Out of the records below, copy all lines in which the word "carries" occurs.

TASK MATERIAL Start Marker

//! Decoding of `eth_getBlockByNumber` responses.

use crate::Block;
use serde::{Deserialize, Serialize};
use serde_json::Value;
use thiserror::Error;

/// The JSON-RPC protocol version tag.
pub const JSONRPC_VERSION: &str = "2.0";

/// A block together with the JSON-RPC envelope it arrived in.
///
/// This is the unit that gets indexed: the stored document carries `jsonrpc`,
/// `id` and the block under `result`, exactly as the node sent them.
#[derive(Debug, Clone, Default, PartialEq, Eq, Serialize, Deserialize)]
pub struct BlockEnvelope {
    /// The protocol version tag.
    #[serde(default)]
    pub jsonrpc: String,
    /// The block.
    pub result: Block,
    /// The request correlation id.
    #[serde(default)]
    pub id: u64,
}

/// The `error` member of a failed JSON-RPC response.
#[derive(Debug, Clone, PartialEq, Eq, Deserialize)]
pub struct RpcErrorObject {
    /// The error code.
    pub code: i64,
    /// The error message.
    #[serde(default)]
    pub message: String,
}

/// Errors produced by [`decode_block`].
///
/// Decoding succeeds or fails as a whole: no variant carries a partially
/// populated block.
#[derive(Debug, Error)]
pub enum DecodeError {
    /// The body is not a JSON-RPC response object.
    #[error("malformed JSON-RPC response: {0}")]
    Malformed(#[source] serde_json::Error),
    /// The node answered with an `error` member.
    #[error("node returned error {code}: {message}")]
    Rpc {
        /// The error code.
        code: i64,
        /// The error message.
        message: String,
    },
    /// `result` is missing or `null`, e.g. the block is not known to the node.
    #[error("JSON-RPC response has no result")]
    MissingResult,
    /// `result` is present but is not an object.
    #[error("expected a block object in result, found {0}")]
    UnexpectedResult(&'static str),
    /// `result` is an object but a field has the wrong shape.
    #[error("invalid block in result: {0}")]
    InvalidBlock(#[source] serde_json::Error),
}

/// The response shape before `result` is known to be a block.
///
/// `id` is nullable: a node that cannot parse the request answers with
/// `"id": null` next to the `error` member.
#[derive(Deserialize)]
struct RawResponse {
    #[serde(default)]
    jsonrpc: String,
    #[serde(default)]
    id: Option<u64>,
    #[serde(default)]
    result: Option<Value>,
    #[serde(default)]
    error: Option<RpcErrorObject>,
}

/// Decodes a raw `eth_getBlockByNumber` response body into a [`BlockEnvelope`].
pub fn decode_block(raw: &[u8]) -> Result<BlockEnvelope, DecodeError> {
    let response: RawResponse = serde_json::from_slice(raw).map_err(DecodeError::Malformed)?;

    if let Some(RpcErrorObject { code, message }) = response.error {
        return Err(DecodeError::Rpc { code, message });
    }

    let result = match response.result {
        None => return Err(DecodeError::MissingResult),
        Some(value @ Value::Object(_)) => value,
        Some(other) => return Err(DecodeError::UnexpectedResult(kind(&other))),
    };
    let block = serde_json::from_value(result).map_err(DecodeError::InvalidBlock)?;

    let id = response.id.unwrap_or_default();
    Ok(BlockEnvelope { jsonrpc: response.jsonrpc, result: block, id })
}

/// Serializes a [`BlockEnvelope`] back to JSON.
pub fn encode_block(envelope: &BlockEnvelope) -> Result<Vec<u8>, serde_json::Error> {
    serde_json::to_vec(envelope)
}

const fn kind(value: &Value) -> &'static str {
    match value {
        Value::Null => "null",
        Value::Bool(_) => "a boolean",
        Value::Number(_) => "a number",
        Value::String(_) => "a string",
        Value::Array(_) => "an array",
        Value::Object(_) => "an object",
    }
}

TASK MATERIAL End Marker

-- TASK ANSWER --
/// This is the unit that gets indexed: the stored document carries `jsonrpc`,
/// Decoding succeeds or fails as a whole: no variant carries a partially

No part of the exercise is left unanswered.